Day 15 Research going better. Have introduced self to horrors of life on London streets: beggars and dung collectors and rag-men, oh my! Still, God, I hate writing. This Thing I've created is so [expletive deleted] pathetic and hideously boring! I thought I'd read a few books on Victoriana and write myself an opus. Puckey! And could I have picked a more morbid or depressing topic as a Jack the Ripper faerie tale? No one would believe me if I told them! Arrggh! I have about 20,000 words of this [expletive deleted] bad writing and a burning desire to get drunk, drunk, drunk. Not too shabby!
Day 18 Holding good at 20,987 words. Received the weekly e-mail from Chris Baty urging me on to 35,000. Oy. In concentrated rush to make my word quota, I have skimped on exercise and gained five pounds. Too many inspirational peppermint mochas.
(Somewhere between the whining and complaining, however, an amazing thing happened: I actually started churning out 3,000 words a day. An incredible feat for someone who usually throws in the towel at 1,000 words. And, as I suspect was the case with many of the intrepid souls who ended up crossing the finish line, as the word count mounted, I actually started to believe in myself. Could this be me, churning out 3,000 words a night? Skipping reruns of Friends in the pursuit of art? My God! Was I actually becoming a writer? Well, sort of.)
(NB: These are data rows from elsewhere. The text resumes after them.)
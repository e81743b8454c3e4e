//! Record count and integer sum
//!
//! Both are invertible: a delete subtracts exactly what the ingest added.

use crate::algebra::{retract_underflow, shape_mismatch, StatisticAlgebra};
use crate::state::{StatResult, StatState};
use geostats_core::{Record, Result, StatisticKind};

/// Number of records of a type
#[derive(Debug)]
pub struct CountAlgebra {
    kind: StatisticKind,
}

impl CountAlgebra {
    /// Create the count algebra
    pub fn new() -> Self {
        CountAlgebra {
            kind: StatisticKind::count(),
        }
    }
}

impl Default for CountAlgebra {
    fn default() -> Self {
        Self::new()
    }
}

impl StatisticAlgebra for CountAlgebra {
    fn kind(&self) -> &StatisticKind {
        &self.kind
    }

    fn identity(&self) -> StatState {
        StatState::Count(0)
    }

    fn apply(&self, state: &mut StatState, _record: &Record) -> Result<()> {
        match state {
            StatState::Count(n) => {
                *n += 1;
                Ok(())
            }
            other => Err(shape_mismatch(&self.kind, other)),
        }
    }

    fn combine(&self, state: &mut StatState, other: &StatState) -> Result<()> {
        match (state, other) {
            (StatState::Count(a), StatState::Count(b)) => {
                *a += b;
                Ok(())
            }
            (_, other) => Err(shape_mismatch(&self.kind, other)),
        }
    }

    fn is_invertible(&self) -> bool {
        true
    }

    fn retract(&self, state: &mut StatState, record: &Record) -> Result<()> {
        match state {
            StatState::Count(n) => {
                *n = n
                    .checked_sub(1)
                    .ok_or_else(|| retract_underflow(&self.kind, record))?;
                Ok(())
            }
            other => Err(shape_mismatch(&self.kind, other)),
        }
    }

    fn result(&self, state: &StatState) -> Result<StatResult> {
        match state {
            StatState::Count(n) => Ok(StatResult::Count(*n)),
            other => Err(shape_mismatch(&self.kind, other)),
        }
    }
}

/// Exact sum of an integer field
///
/// Float fields are ignored: IEEE-754 addition is not associative, so a
/// float sum would depend on fold order.
#[derive(Debug)]
pub struct SumAlgebra {
    kind: StatisticKind,
    field: String,
}

impl SumAlgebra {
    /// Create a sum over `field`
    pub fn new(field: impl Into<String>) -> Self {
        let field = field.into();
        SumAlgebra {
            kind: StatisticKind::sum(field.clone()),
            field,
        }
    }

    fn value_of(&self, record: &Record) -> Option<i64> {
        record.field(&self.field).and_then(|v| v.as_i64())
    }
}

impl StatisticAlgebra for SumAlgebra {
    fn kind(&self) -> &StatisticKind {
        &self.kind
    }

    fn identity(&self) -> StatState {
        StatState::Sum {
            total: 0,
            contributors: 0,
        }
    }

    fn apply(&self, state: &mut StatState, record: &Record) -> Result<()> {
        match state {
            StatState::Sum {
                total,
                contributors,
            } => {
                if let Some(v) = self.value_of(record) {
                    *total += v as i128;
                    *contributors += 1;
                }
                Ok(())
            }
            other => Err(shape_mismatch(&self.kind, other)),
        }
    }

    fn combine(&self, state: &mut StatState, other: &StatState) -> Result<()> {
        match (state, other) {
            (
                StatState::Sum {
                    total,
                    contributors,
                },
                StatState::Sum {
                    total: t,
                    contributors: c,
                },
            ) => {
                *total += t;
                *contributors += c;
                Ok(())
            }
            (_, other) => Err(shape_mismatch(&self.kind, other)),
        }
    }

    fn is_invertible(&self) -> bool {
        true
    }

    fn retract(&self, state: &mut StatState, record: &Record) -> Result<()> {
        match state {
            StatState::Sum {
                total,
                contributors,
            } => {
                if let Some(v) = self.value_of(record) {
                    *contributors = contributors
                        .checked_sub(1)
                        .ok_or_else(|| retract_underflow(&self.kind, record))?;
                    *total -= v as i128;
                }
                Ok(())
            }
            other => Err(shape_mismatch(&self.kind, other)),
        }
    }

    fn result(&self, state: &StatState) -> Result<StatResult> {
        match state {
            StatState::Sum { total, .. } => Ok(StatResult::Sum(*total)),
            other => Err(shape_mismatch(&self.kind, other)),
        }
    }
}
Day 25 42,098 words. No longer have faintest idea where I am or what I'm doing.
Day 27 Am up to 45,000 words for NaNoWriMo. Some of the most God-awful prose I have ever written. I sit here, struggling with it, wearing my pajamas in the middle of the day like some sort of outpatient, trying to make this book interesting and forcing the poor souls I call my "characters" to do the most clichéd sexual crap. This is supposed to be an erotic horror story! It's more like a woefully inept history lesson told by a blind and perverted mime who keeps inserting random X-ratings where they refuse to occur naturally.
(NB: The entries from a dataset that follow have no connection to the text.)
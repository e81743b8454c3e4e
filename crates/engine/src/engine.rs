//! Statistics engine: the embedding surface
//!
//! Wires the algebra registry, type catalog, store, record source,
//! dispatcher and coordinator together.
//!
//! # Example
//!
//! ```ignore
//! let source = Arc::new(MemoryRecordSource::new());
//! let engine = StatisticsEngine::in_memory(source.clone(), EngineConfig::default())?;
//! engine.register_type("Station", &[BindingSpec::field(StatisticKind::bounding_extent("geom"))])?;
//!
//! source.insert(record.clone());
//! engine.ingest(&record)?;
//!
//! for row in engine.statistics_for("Station")? {
//!     println!("{} {} {:?}", row.kind, row.freshness, row.result);
//! }
//! ```
//!
//! The collaborator owns the records: it adds a record to the source before
//! calling `ingest`, and removes records before calling `delete`.

use crate::catalog::{BindingSpec, TypeCatalog};
use crate::config::{EngineConfig, RecomputeMode};
use crate::coordinator::{ConsistencyCoordinator, CoordinatorStats, RecoveryReport, Scheduled};
use crate::dispatcher::{DeleteOutcome, UpdateDispatcher};
use crate::partial::PartialAggregator;
use crate::scheduler::{RecomputeScheduler, SchedulerStats, TaskPriority};
use crate::value::{Statistics, StatisticsValue};
use geostats_algebra::{AlgebraRegistry, StatResult};
use geostats_core::{
    DeleteScope, Freshness, Record, RecordSource, Result, ScanQuery, StatisticId, StatisticKind,
    StatisticsStore, Version,
};
use geostats_storage::ShardedStatisticsStore;
use serde::Serialize;
use std::sync::Arc;
use tracing::{info, warn};

/// Current value of one statistic
#[derive(Debug, Clone)]
pub struct StatisticSnapshot {
    /// Decoded value
    pub value: StatisticsValue,
    /// Whether a recompute is owed
    pub freshness: Freshness,
    /// Store version the value was read at
    pub version: Version,
}

impl StatisticSnapshot {
    /// Materialized result
    pub fn result(&self) -> Result<StatResult> {
        self.value.result()
    }
}

/// One statistic as shown by verification tooling
#[derive(Debug, Clone, PartialEq, Serialize)]
pub struct StatisticReport {
    /// Record type
    pub record_type: String,
    /// Canonical kind form
    pub kind: String,
    /// Field or index disambiguator
    pub extended_id: String,
    /// Materialized result, absent if the value cannot be decoded
    pub result: Option<StatResult>,
    /// Why the value cannot be decoded
    #[serde(skip_serializing_if = "Option::is_none")]
    pub error: Option<String>,
    /// `clean` or `dirty`
    pub freshness: String,
    /// Store version
    pub version: u64,
}

/// Embedded statistics maintenance engine
pub struct StatisticsEngine {
    config: EngineConfig,
    registry: Arc<AlgebraRegistry>,
    store: Arc<dyn StatisticsStore>,
    catalog: Arc<TypeCatalog>,
    coordinator: Arc<ConsistencyCoordinator>,
    dispatcher: UpdateDispatcher,
    scheduler: Option<Arc<RecomputeScheduler>>,
}

impl StatisticsEngine {
    /// Create an engine over a store and record source
    ///
    /// Uses the process-wide algebra registry.
    pub fn new(
        store: Arc<dyn StatisticsStore>,
        source: Arc<dyn RecordSource>,
        config: EngineConfig,
    ) -> Result<Self> {
        Self::with_registry(store, source, AlgebraRegistry::global(), config)
    }

    /// Create an engine with its statistics in a fresh in-memory store
    pub fn in_memory(source: Arc<dyn RecordSource>, config: EngineConfig) -> Result<Self> {
        Self::new(Arc::new(ShardedStatisticsStore::new()), source, config)
    }

    /// Create an engine with an explicit algebra registry
    pub fn with_registry(
        store: Arc<dyn StatisticsStore>,
        source: Arc<dyn RecordSource>,
        registry: Arc<AlgebraRegistry>,
        config: EngineConfig,
    ) -> Result<Self> {
        config.validate()?;
        let catalog = Arc::new(TypeCatalog::new(Arc::clone(&registry), Arc::clone(&store)));
        let coordinator = Arc::new(ConsistencyCoordinator::new(
            Arc::clone(&store),
            source,
            Arc::clone(&catalog),
            &config,
        ));
        let scheduler = match config.recompute.mode {
            RecomputeMode::Background => Some(Arc::new(RecomputeScheduler::new(
                config.recompute.workers,
                config.recompute.queue_depth,
            )?)),
            RecomputeMode::Inline => None,
        };
        let dispatcher = UpdateDispatcher::new(
            Arc::clone(&store),
            Arc::clone(&catalog),
            Arc::clone(&coordinator),
            scheduler.clone(),
            &config,
        );
        info!(
            target: "geostats::engine",
            mode = ?config.recompute.mode,
            max_update_retries = config.max_update_retries,
            "Statistics engine started"
        );
        Ok(StatisticsEngine {
            config,
            registry,
            store,
            catalog,
            coordinator,
            dispatcher,
            scheduler,
        })
    }

    /// Active configuration
    pub fn config(&self) -> &EngineConfig {
        &self.config
    }

    /// Algebra registry in use
    pub fn registry(&self) -> &Arc<AlgebraRegistry> {
        &self.registry
    }

    /// Type catalog
    pub fn catalog(&self) -> &Arc<TypeCatalog> {
        &self.catalog
    }

    /// Statistics store
    pub fn store(&self) -> &Arc<dyn StatisticsStore> {
        &self.store
    }

    // ========================================================================
    // Lifecycle of record types and indexes
    // ========================================================================

    /// Declare the statistics maintained for a record type
    pub fn register_type(&self, record_type: &str, specs: &[BindingSpec]) -> Result<Vec<StatisticId>> {
        self.catalog.register_type(record_type, specs)
    }

    /// Add index-scoped statistics
    pub fn add_index(
        &self,
        record_type: &str,
        index_name: &str,
        kinds: &[StatisticKind],
    ) -> Result<Vec<StatisticId>> {
        self.catalog.add_index(record_type, index_name, kinds)
    }

    /// Remove a record type and its statistics
    pub fn drop_type(&self, record_type: &str) -> Result<usize> {
        self.catalog.drop_type(record_type)
    }

    /// Remove an index and its statistics
    pub fn drop_index(&self, record_type: &str, index_name: &str) -> Result<usize> {
        self.catalog.drop_index(record_type, index_name)
    }

    // ========================================================================
    // Record events
    // ========================================================================

    /// Account for one ingested record
    pub fn ingest(&self, record: &Record) -> Result<usize> {
        self.dispatcher.on_ingest(record)
    }

    /// Account for a batch of ingested records with one write per statistic
    pub fn ingest_batch(&self, records: &[Record]) -> Result<usize> {
        self.dispatcher.on_ingest_batch(records)
    }

    /// Account for a resolved delete
    pub fn delete(&self, scope: &DeleteScope) -> Result<DeleteOutcome> {
        self.dispatcher.on_delete(scope)
    }

    /// Empty partial aggregator for off-store folding
    pub fn partial(&self) -> PartialAggregator {
        PartialAggregator::new(Arc::clone(&self.catalog))
    }

    /// Combine partial aggregates into the stored statistics
    pub fn publish(&self, partial: PartialAggregator) -> Result<usize> {
        self.dispatcher.publish(partial)
    }

    // ========================================================================
    // Reads
    // ========================================================================

    /// Current value of a statistic
    pub fn statistic(&self, id: &StatisticId) -> Result<Option<StatisticSnapshot>> {
        let Some(entry) = self.store.get(id)? else {
            return Ok(None);
        };
        let binding = self.catalog.binding(id)?;
        let value = StatisticsValue::decode(id.clone(), binding.algebra, &entry.value.payload)?;
        Ok(Some(StatisticSnapshot {
            value,
            freshness: entry.value.freshness,
            version: entry.version,
        }))
    }

    /// Every stored statistic of a record type, in identity order
    ///
    /// A value whose kind is not registered, or whose payload does not
    /// decode, is reported with its error instead of a result.
    pub fn statistics_for(&self, record_type: &str) -> Result<Vec<StatisticReport>> {
        let mut rows = Vec::new();
        for item in self.store.scan(&ScanQuery::record_type(record_type))? {
            let (id, entry) = item?;
            let decoded = self
                .catalog
                .binding(&id)
                .and_then(|binding| {
                    StatisticsValue::decode(id.clone(), binding.algebra, &entry.value.payload)
                })
                .and_then(|value| value.result());
            let (result, error) = match decoded {
                Ok(result) => (Some(result), None),
                Err(e) => {
                    warn!(target: "geostats::engine", id = %id, error = %e, "Stored statistic cannot be decoded");
                    (None, Some(e.to_string()))
                }
            };
            rows.push(StatisticReport {
                record_type: id.record_type.clone(),
                kind: id.kind.to_string(),
                extended_id: id.extended_id.clone(),
                result,
                error,
                freshness: entry.value.freshness.to_string(),
                version: entry.version.as_u64(),
            });
        }
        Ok(rows)
    }

    // ========================================================================
    // Maintenance
    // ========================================================================

    /// Restore a statistic to its identity value
    pub fn reset(&self, id: &StatisticId) -> Result<Version> {
        let binding = self.catalog.binding(id)?;
        self.dispatcher.reset(&binding)
    }

    /// Recompute every statistic of a record type from the current records
    ///
    /// For bulk re-ingest or after suspected drift.
    pub fn recompute(&self, record_type: &str) -> Result<Scheduled> {
        let bindings = self.catalog.bindings_for(record_type)?;
        self.coordinator.mark_dirty(&bindings.bindings)?;
        self.dispatcher
            .recompute(record_type, &bindings.bindings, TaskPriority::High)
    }

    /// Recompute every dirty statistic left by an interrupted run
    pub fn recover(&self) -> Result<RecoveryReport> {
        self.coordinator.recover()
    }

    /// Identities of statistics currently dirty
    pub fn pending(&self) -> Result<Vec<StatisticId>> {
        self.coordinator.pending()
    }

    /// Wait for queued background recomputes to finish
    pub fn drain(&self) {
        if let Some(scheduler) = &self.scheduler {
            scheduler.drain();
        }
    }

    /// Cancel in-flight recomputes and stop the workers
    ///
    /// Statistics whose recompute did not finish stay dirty for `recover()`.
    /// Idempotent.
    pub fn shutdown(&self) {
        self.coordinator.cancel_all();
        if let Some(scheduler) = &self.scheduler {
            scheduler.shutdown();
        }
    }

    /// Coordinator counters
    pub fn coordinator_stats(&self) -> CoordinatorStats {
        self.coordinator.stats()
    }

    /// Worker pool counters, in background mode
    pub fn scheduler_stats(&self) -> Option<SchedulerStats> {
        self.scheduler.as_ref().map(|s| s.stats())
    }
}

impl Drop for StatisticsEngine {
    fn drop(&mut self) {
        self.shutdown();
    }
}

impl std::fmt::Debug for StatisticsEngine {
    fn fmt(&self, f: &mut std::fmt::Formatter<'_>) -> std::fmt::Result {
        f.debug_struct("StatisticsEngine")
            .field("mode", &self.config.recompute.mode)
            .field("catalog", &self.catalog)
            .field("coordinator", &self.coordinator)
            .finish()
    }
}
Also: I hate my characters.
Well, two of them anyway.
As they are the main two, I think I have a considerable problem.
Mimes and hated characters aside, I ended up crossing the finish line two days early and nine words ahead (my word count said 234 words ahead but never mind) for a total of 50,009. I was a winner! The coveted e-plaque was mine!
I have to say, it felt good. If pressed, I would have to cast my lot in with the people who routinely subject themselves to such an experiment. Because, agonizing as it is, this baby gets results.
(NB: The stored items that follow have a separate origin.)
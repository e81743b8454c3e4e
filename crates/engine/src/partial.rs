//! Partial aggregates folded off-store
//!
//! A partition's updater folds its records into a `PartialAggregator`
//! without touching the store, partials from several partitions are merged,
//! and the result is published with one combine per statistic.
//!
//! ```ignore
//! let mut left = engine.partial();
//! let mut right = engine.partial();
//! left.add(&record_a)?;
//! right.add(&record_b)?;
//! left.merge(right)?;
//! engine.publish(left)?;
//! ```

use crate::catalog::{Binding, TypeCatalog};
use crate::value::StatisticsValue;
use geostats_core::{Record, Result, StatisticId};
use std::collections::btree_map::Entry;
use std::collections::BTreeMap;
use std::sync::Arc;

/// Per-statistic partial values for a set of records
#[derive(Debug, Clone)]
pub struct PartialAggregator {
    catalog: Arc<TypeCatalog>,
    values: BTreeMap<StatisticId, StatisticsValue>,
    records: usize,
}

impl PartialAggregator {
    /// Create an empty aggregator over a catalog's bindings
    pub fn new(catalog: Arc<TypeCatalog>) -> Self {
        PartialAggregator {
            catalog,
            values: BTreeMap::new(),
            records: 0,
        }
    }

    fn value_for(&mut self, binding: &Binding) -> Result<&mut StatisticsValue> {
        match self.values.entry(binding.id.clone()) {
            Entry::Occupied(slot) => Ok(slot.into_mut()),
            Entry::Vacant(slot) => Ok(slot.insert(binding.identity_value()?)),
        }
    }

    /// Fold a record into every statistic it contributes to
    pub fn add(&mut self, record: &Record) -> Result<()> {
        let bindings = self.catalog.bindings_for(&record.record_type)?;
        for binding in bindings.applicable(record) {
            self.value_for(binding)?.apply(record)?;
        }
        self.records += 1;
        Ok(())
    }

    /// Fold many records
    pub fn extend<'a, I>(&mut self, records: I) -> Result<()>
    where
        I: IntoIterator<Item = &'a Record>,
    {
        for record in records {
            self.add(record)?;
        }
        Ok(())
    }

    /// Combine another partition's partials into this one
    pub fn merge(&mut self, other: PartialAggregator) -> Result<()> {
        for (id, value) in other.values {
            match self.values.entry(id) {
                Entry::Occupied(mut slot) => slot.get_mut().merge_from(&value)?,
                Entry::Vacant(slot) => {
                    slot.insert(value);
                }
            }
        }
        self.records += other.records;
        Ok(())
    }

    /// Partial value of a statistic, if any record touched it
    pub fn value(&self, id: &StatisticId) -> Option<&StatisticsValue> {
        self.values.get(id)
    }

    /// Partial values in identity order
    pub fn values(&self) -> impl Iterator<Item = &StatisticsValue> {
        self.values.values()
    }

    /// Consume into partial values in identity order
    pub fn into_values(self) -> impl Iterator<Item = StatisticsValue> {
        self.values.into_values()
    }

    /// Number of records folded in, merged partitions included
    pub fn record_count(&self) -> usize {
        self.records
    }

    /// Number of statistics touched
    pub fn len(&self) -> usize {
        self.values.len()
    }

    /// Check if no statistic was touched
    pub fn is_empty(&self) -> bool {
        self.values.is_empty()
    }
}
When I started the month, I anticipated that life would interfere with the needed momentum to such an extent that I would be lucky to make 30,000 words--a mere 1,000 words a day. But as time went on, I realized this wasn't just an exercise in futility; it was a test to find out whether my inner child was the forgiving Oprah type or the domineering Joan Rivers kind. Much to my astonishment and horror, mine turned out to be the latter. After the initial struggle of the first few days came and went, I found myself in a frightful groove, unable to sleep unless I'd hammered out the self-inflicted 3,000 sum. I tried to take sick days, I tried to invent excuses to bail, but something kept me invested. Could it have been just pure will?
Whatever the case, more things now seem possible after the marathon I just ran. I've never been one for self-help workshops or spiritual healing, but there's something about cranking out those words that smacks of empowerment. I might actually, God help me, finish that novel and embark upon rewrites. I might actually go to the gym and work off the Starbucks habit that rendered me one step above a crack fiend over the duration of the endless month. Chris Baty and company keep a remarkable table of statistics for their project: 12,948 authors reached the finish line this year. I think they know what I know:
Weight gained over NaNoWrimo: Five pounds.
Number of hissy fits engaged in: 12.
Value of NaNoWriMo bragging rights and chance to get down with our bad selves again next year: Priceless.
Next year, I'm upping my word count to 50,018!